Viviana e Gioele, quando la cronaca oltrepassa il confine
Il coraggio e la maturità di spegnere le telecamere distinguono il buon giornalista dagli sciacalli della spettacolarizzazione del dolore. La scena straziante del papà di Gioele in lacrime sulla bara del figlio non sarebbe dovuta andare in onda. E di Viviana non si dovevano dare dettagli sulle sue condizioni di salute. Esiste ancora la pietas?

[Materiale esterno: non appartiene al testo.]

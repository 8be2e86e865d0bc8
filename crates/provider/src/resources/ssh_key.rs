//! juju_ssh_key

use async_trait::async_trait;
use juju_common::SshKeyInfo;
use tracing::{debug, info, Span};

use super::{client_error, fill_unknowns, model_uuid_attribute, Resource, ResourceCommon};
use crate::client::ProviderData;
use crate::diag::Diagnostics;
use crate::id;
use crate::modifiers::{RequiresReplace, UseStateForUnknown};
use crate::schema::{id_attribute, Attribute, Block, Schema};
use crate::state::{get_string_attr, make_state, string_value, Value};

const ID_PREFIX: &str = "sshkey";
const ID_FORMAT: &str = "sshkey:<model_uuid>:<fingerprint>";

pub struct SshKeyResource {
    common: ResourceCommon,
}

impl SshKeyResource {
    pub fn new() -> Self {
        Self {
            common: ResourceCommon::new("juju_ssh_key"),
        }
    }
}

impl Default for SshKeyResource {
    fn default() -> Self {
        Self::new()
    }
}

fn ssh_key_to_state(model_uuid: &str, key: &SshKeyInfo) -> Value {
    make_state(vec![
        ("id", string_value(id::encode(&[ID_PREFIX, model_uuid, &key.fingerprint]))),
        ("model_uuid", string_value(model_uuid)),
        ("payload", string_value(&key.payload)),
        ("fingerprint", string_value(&key.fingerprint)),
    ])
}

#[async_trait]
impl Resource for SshKeyResource {
    fn type_name(&self) -> &'static str {
        "juju_ssh_key"
    }

    fn schema(&self) -> Schema {
        Schema::new(
            Block::new()
                .description("Resource representing an SSH key authorized in a model.")
                .attribute(id_attribute())
                .attribute(model_uuid_attribute())
                .attribute(
                    Attribute::string("payload")
                        .required()
                        .description("SSH public key in authorized_keys format.")
                        .plan_modifier(RequiresReplace),
                )
                .attribute(
                    Attribute::string("fingerprint")
                        .computed()
                        .description("SHA-256 fingerprint of the key.")
                        .plan_modifier(UseStateForUnknown),
                ),
        )
    }

    fn configure(&mut self, data: &ProviderData) {
        self.common.configure(data);
    }

    fn subsystem(&self) -> &Span {
        self.common.span()
    }

    async fn create(&self, plan: &Value, diags: &mut Diagnostics) -> Option<Value> {
        let client = self.common.client(diags)?;
        let model_uuid = get_string_attr(plan, "model_uuid");
        match client.add_ssh_key(&model_uuid, &get_string_attr(plan, "payload")).await {
            Ok(key) => {
                info!(fingerprint = %key.fingerprint, comment = %key.comment, "added ssh key");
                let mut state = fill_unknowns(plan, &ssh_key_to_state(&model_uuid, &key));
                // Keep the payload exactly as configured; the controller trims it.
                state.set("payload", plan.get("payload").cloned().unwrap_or_default());
                Some(state)
            }
            Err(e) => {
                client_error(diags, "create", "ssh key", &e);
                None
            }
        }
    }

    async fn read(&self, state: &Value, diags: &mut Diagnostics) -> Option<Value> {
        let client = self.common.client(diags)?;
        let [model_uuid, fingerprint] =
            match id::decode_prefixed::<2>(&get_string_attr(state, "id"), ID_PREFIX, ID_FORMAT) {
                Ok(fields) => fields,
                Err(e) => {
                    diags.push(e.to_diagnostic());
                    return None;
                }
            };

        let keys = match client.list_ssh_keys(&model_uuid).await {
            Ok(keys) => keys,
            Err(e) if e.is_not_found() => {
                debug!(model = %model_uuid, "model not found, removing ssh key from state");
                return None;
            }
            Err(e) => {
                client_error(diags, "read", "ssh key", &e);
                return None;
            }
        };
        let Some(key) = keys.iter().find(|k| k.fingerprint == fingerprint) else {
            debug!(fingerprint = %fingerprint, "ssh key not found, removing from state");
            return None;
        };

        let mut fresh = ssh_key_to_state(&model_uuid, key);
        if let Some(prior) = state.get("payload").and_then(Value::as_str) {
            if prior.trim() == key.payload {
                fresh.set("payload", string_value(prior));
            }
        }
        Some(fresh)
    }

    async fn update(&self, plan: &Value, prior: &Value, _diags: &mut Diagnostics) -> Option<Value> {
        Some(fill_unknowns(plan, prior))
    }

    async fn delete(&self, state: &Value, diags: &mut Diagnostics) {
        let Some(client) = self.common.client(diags) else {
            return;
        };
        let model_uuid = get_string_attr(state, "model_uuid");
        let fingerprint = get_string_attr(state, "fingerprint");
        if let Err(e) = client.delete_ssh_key(&model_uuid, &fingerprint).await {
            client_error(diags, "delete", "ssh key", &e);
        }
    }
}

Nel circuito mediatico, la tragedia di Viviana Parisi e di suo figlio Gioele è già diventata il Giallo di Caronia. I giornalisti che per giorni hanno seguito le ricerche del bimbo dopo aver registrato la macabra scoperta del corpo senza vita della donna dj, ora stanno raccontando gli sviluppi delle indagini sulle cause della morte dei due.
Fin qui saremmo nei limiti del corretto esercizio del diritto di cronaca, ma purtroppo sta succedendo qualcosa di diverso, che rischia di violare gravemente la deontologia giornalistica.
La cronaca dei fatti sta lentamente lasciando il posto alla spettacolarizzazione del dolore e alla speculazione mediatica a fini di audience. Mentre fino al giorno del ritrovamento dei resti di Gioele i mezzi d’informazione sono stati molto attenti a pixellare le foto del bimbo e a schermarne il volto anche in tv, quando un volontario ha orientato nella direzione giusta le ricerche e si è arrivati al ritrovamento dei resti del suo corpo tutto si è alterato.
Daniele Mondello, padre del piccolo Gioele, è scoppiato a piangere sulla bara nella quale sono stati ricomposti i resti ossei ritrovati nelle campagne di Caronia. Una scena straziante che non sarebbe dovuta andare in onda e che i media non avrebbero dovuto dare in pasto all’opinione pubblica, per rispetto del dolore della famiglia e per una sorta di pietas nei riguardi del bimbo.
Anche le foto di quest’ultimo, in versione integrale e non protetta, stanno circolando senza restrizioni sui media, e neppure questo è un bell’esempio di giornalismo di qualità.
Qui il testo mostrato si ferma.